Well, in terms of financial services and insurance, at least from our standpoint, I don’t think they are particularly linked. I think they’re really two separate issues. The one is really driven by the impact of the credit crunch, and what we’ve seen, I think, in terms of write-offs and layoffs and that sort of thing and the impact it has had on especially in capital markets on their business, but also in consumer credit. I think in insurance, there has clearly been some softness in the insurance pricing market. I think that is certainly well understood and as a result, insurance companies have pulled back a bit on their spending. That’s not to say that they’re not continuing with important initiatives. It’s not to say that they’re not considering new initiatives. We have, in fact, seen new initiatives start in insurance in the last several weeks but there clearly has been or had been some softness coming out of the end of last calendar year.
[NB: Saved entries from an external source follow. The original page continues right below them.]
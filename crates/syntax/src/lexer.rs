//! Two-mode lexer for XML text.
//!
//! Markup outside tags (character data, comments, processing instructions,
//! CDATA sections, doctype declarations) is lexed in content mode; everything
//! between `<` and `>` is lexed in tag mode. The lexer morphs between the two
//! on tag delimiters and never fails: characters it cannot classify are
//! coalesced into single `Garbage` tokens.

use std::ops::Range;

use logos::{Lexer, Logos};
use rowan::TextRange;

use crate::kind::SyntaxKind;

/// Span-based token: kind plus byte range into the source.
#[derive(Debug, Clone, Copy, PartialEq, Eq)]
pub struct Token {
	pub kind: SyntaxKind,
	pub span: TextRange,
}

impl Token {
	#[inline]
	pub fn new(kind: SyntaxKind, span: TextRange) -> Self {
		Self { kind, span }
	}
}

#[derive(Logos, Debug, Clone, Copy, PartialEq, Eq)]
enum ContentToken {
	#[token("<")]
	LAngle,
	#[token("</")]
	LAngleSlash,
	#[token("<!--", |lex| bump_past(lex, "-->"))]
	Comment,
	#[token("<?", |lex| bump_past(lex, "?>"))]
	ProcessingInstruction,
	#[token("<![CDATA[", |lex| bump_past(lex, "]]>"))]
	Cdata,
	#[token("<!DOCTYPE", bump_doctype)]
	Doctype,
	#[regex(r"[^<]+", allow_greedy = true)]
	Text,
}

#[derive(Logos, Debug, Clone, Copy, PartialEq, Eq)]
enum TagToken {
	#[regex(r#"[^\s<>/="'?!]+"#, allow_greedy = true)]
	Name,
	#[regex(r"[ \t\r\n]+")]
	Whitespace,
	#[token("=")]
	Eq,
	#[regex(r#""[^"<]*""#)]
	#[regex(r"'[^'<]*'")]
	AttrValue,
	#[token(">")]
	RAngle,
	#[token("/>")]
	SlashRAngle,
	#[token("/")]
	Slash,
}

impl From<ContentToken> for SyntaxKind {
	fn from(token: ContentToken) -> Self {
		match token {
			ContentToken::LAngle => SyntaxKind::LAngle,
			ContentToken::LAngleSlash => SyntaxKind::LAngleSlash,
			ContentToken::Comment => SyntaxKind::Comment,
			ContentToken::ProcessingInstruction => SyntaxKind::ProcessingInstruction,
			ContentToken::Cdata => SyntaxKind::Cdata,
			ContentToken::Doctype => SyntaxKind::Doctype,
			ContentToken::Text => SyntaxKind::Text,
		}
	}
}

impl From<TagToken> for SyntaxKind {
	fn from(token: TagToken) -> Self {
		match token {
			TagToken::Name => SyntaxKind::Name,
			TagToken::Whitespace => SyntaxKind::Whitespace,
			TagToken::Eq => SyntaxKind::Eq,
			TagToken::AttrValue => SyntaxKind::AttrValue,
			TagToken::RAngle => SyntaxKind::RAngle,
			TagToken::SlashRAngle => SyntaxKind::SlashRAngle,
			TagToken::Slash => SyntaxKind::Slash,
		}
	}
}

/// Extends the current token past `terminator`, or to end of input when the
/// construct is unterminated.
fn bump_past(lex: &mut Lexer<'_, ContentToken>, terminator: &str) {
	let rest = lex.remainder();
	let n = rest.find(terminator).map_or(rest.len(), |at| at + terminator.len());
	lex.bump(n);
}

/// Doctype declarations may carry an internal subset in brackets, whose
/// markup declarations contain `>` of their own.
fn bump_doctype(lex: &mut Lexer<'_, ContentToken>) {
	let rest = lex.remainder();
	let mut depth = 0usize;
	let mut quote = None;
	for (at, ch) in rest.char_indices() {
		match (quote, ch) {
			(Some(q), c) if c == q => quote = None,
			(Some(_), _) => {}
			(None, '"' | '\'') => quote = Some(ch),
			(None, '[') => depth += 1,
			(None, ']') => depth = depth.saturating_sub(1),
			(None, '>') if depth == 0 => {
				lex.bump(at + 1);
				return;
			}
			_ => {}
		}
	}
	lex.bump(rest.len());
}

fn text_range(range: Range<usize>) -> TextRange {
	TextRange::new((range.start as u32).into(), (range.end as u32).into())
}

enum Mode<'s> {
	Content(Lexer<'s, ContentToken>),
	Tag(Lexer<'s, TagToken>),
}

/// Accumulates tokens and coalesces runs of unrecognized input.
struct Sink {
	tokens: Vec<Token>,
	error_start: Option<usize>,
}

impl Sink {
	fn push(&mut self, kind: SyntaxKind, span: Range<usize>) {
		self.flush_garbage(span.start);
		self.tokens.push(Token::new(kind, text_range(span)));
	}

	fn error(&mut self, start: usize) {
		self.error_start.get_or_insert(start);
	}

	fn flush_garbage(&mut self, end: usize) {
		if let Some(start) = self.error_start.take() {
			self.tokens.push(Token::new(SyntaxKind::Garbage, text_range(start..end)));
		}
	}
}

/// Tokenizes `source` into span-based tokens covering every byte.
pub fn lex(source: &str) -> Vec<Token> {
	let mut sink = Sink {
		tokens: Vec::new(),
		error_start: None,
	};
	let mut mode = Mode::Content(ContentToken::lexer(source));

	loop {
		mode = match mode {
			Mode::Content(mut lexer) => match lexer.next() {
				None => break,
				Some(Ok(token)) => {
					sink.push(token.into(), lexer.span());
					match token {
						ContentToken::LAngle | ContentToken::LAngleSlash => Mode::Tag(lexer.morph()),
						_ => Mode::Content(lexer),
					}
				}
				Some(Err(())) => {
					sink.error(lexer.span().start);
					Mode::Content(lexer)
				}
			},
			Mode::Tag(mut lexer) => {
				// An unterminated tag ends where the next one begins.
				if lexer.remainder().starts_with('<') {
					Mode::Content(lexer.morph())
				} else {
					match lexer.next() {
						None => break,
						Some(Ok(token)) => {
							sink.push(token.into(), lexer.span());
							match token {
								TagToken::RAngle | TagToken::SlashRAngle => Mode::Content(lexer.morph()),
								_ => Mode::Tag(lexer),
							}
						}
						Some(Err(())) => {
							sink.error(lexer.span().start);
							Mode::Tag(lexer)
						}
					}
				}
			}
		};
	}

	sink.flush_garbage(source.len());
	sink.tokens
}

/// Retrieves the text slice for a token.
#[inline]
pub fn token_text<'s>(source: &'s str, token: &Token) -> &'s str {
	&source[Range::<usize>::from(token.span)]
}

#[cfg(test)]
mod tests {
	use pretty_assertions::assert_eq;

	use super::*;
	use crate::kind::SyntaxKind::*;

	fn kinds(source: &str) -> Vec<(SyntaxKind, &str)> {
		lex(source).iter().map(|t| (t.kind, token_text(source, t))).collect()
	}

	#[test]
	fn test_element_with_attribute() {
		assert_eq!(
			kinds(r#"<a href="x">t</a>"#),
			vec![
				(LAngle, "<"),
				(Name, "a"),
				(Whitespace, " "),
				(Name, "href"),
				(Eq, "="),
				(AttrValue, "\"x\""),
				(RAngle, ">"),
				(Text, "t"),
				(LAngleSlash, "</"),
				(Name, "a"),
				(RAngle, ">"),
			]
		);
	}

	#[test]
	fn test_empty_tag() {
		assert_eq!(kinds("<br/>"), vec![(LAngle, "<"), (Name, "br"), (SlashRAngle, "/>")]);
	}

	#[test]
	fn test_prolog_constructs() {
		let source = "<?xml version=\"1.0\"?><!DOCTYPE r [<!ENTITY e \"v\">]><!-- c --><r/>";
		assert_eq!(
			kinds(source),
			vec![
				(ProcessingInstruction, "<?xml version=\"1.0\"?>"),
				(Doctype, "<!DOCTYPE r [<!ENTITY e \"v\">]>"),
				(Comment, "<!-- c -->"),
				(LAngle, "<"),
				(Name, "r"),
				(SlashRAngle, "/>"),
			]
		);
	}

	#[test]
	fn test_cdata_keeps_markup() {
		assert_eq!(kinds("<![CDATA[<a>]]>"), vec![(Cdata, "<![CDATA[<a>]]>")]);
	}

	#[test]
	fn test_unterminated_comment_runs_to_end() {
		assert_eq!(kinds("<!-- open <a>"), vec![(Comment, "<!-- open <a>")]);
	}

	#[test]
	fn test_unterminated_tag_yields_to_next_tag() {
		assert_eq!(
			kinds("<a<b>"),
			vec![(LAngle, "<"), (Name, "a"), (LAngle, "<"), (Name, "b"), (RAngle, ">")]
		);
	}

	#[test]
	fn test_garbage_is_coalesced() {
		assert_eq!(
			kinds("<a ?!?>"),
			vec![(LAngle, "<"), (Name, "a"), (Whitespace, " "), (Garbage, "?!?"), (RAngle, ">")]
		);
	}

	#[test]
	fn test_tokens_cover_source() {
		let source = "<root>\n  <é x='1'/>tail &amp; more</root>";
		let total: usize = lex(source).iter().map(|t| usize::from(t.span.len())).sum();
		assert_eq!(total, source.len());
	}
}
As far as healthcare goes, we are seeing some softness what you probably saw some of the pharma’s report and you saw, I suspect, some of you saw some of the large pharmas and they’re suffering a bit. And they are -- some of those pharmas are our clients, and as they we suffer, we suffer as well and some of them are focusing on reducing their cost and we are in part a casualty of that environment, but we’re seeing a bit of a pullback amongst our payer clients and amongst our pharma clients.
Great. Thank you.
Thanks for the questions, George.
Our next question comes from the line of Kevin Liu from B. Riley & Company. Please proceed with your question.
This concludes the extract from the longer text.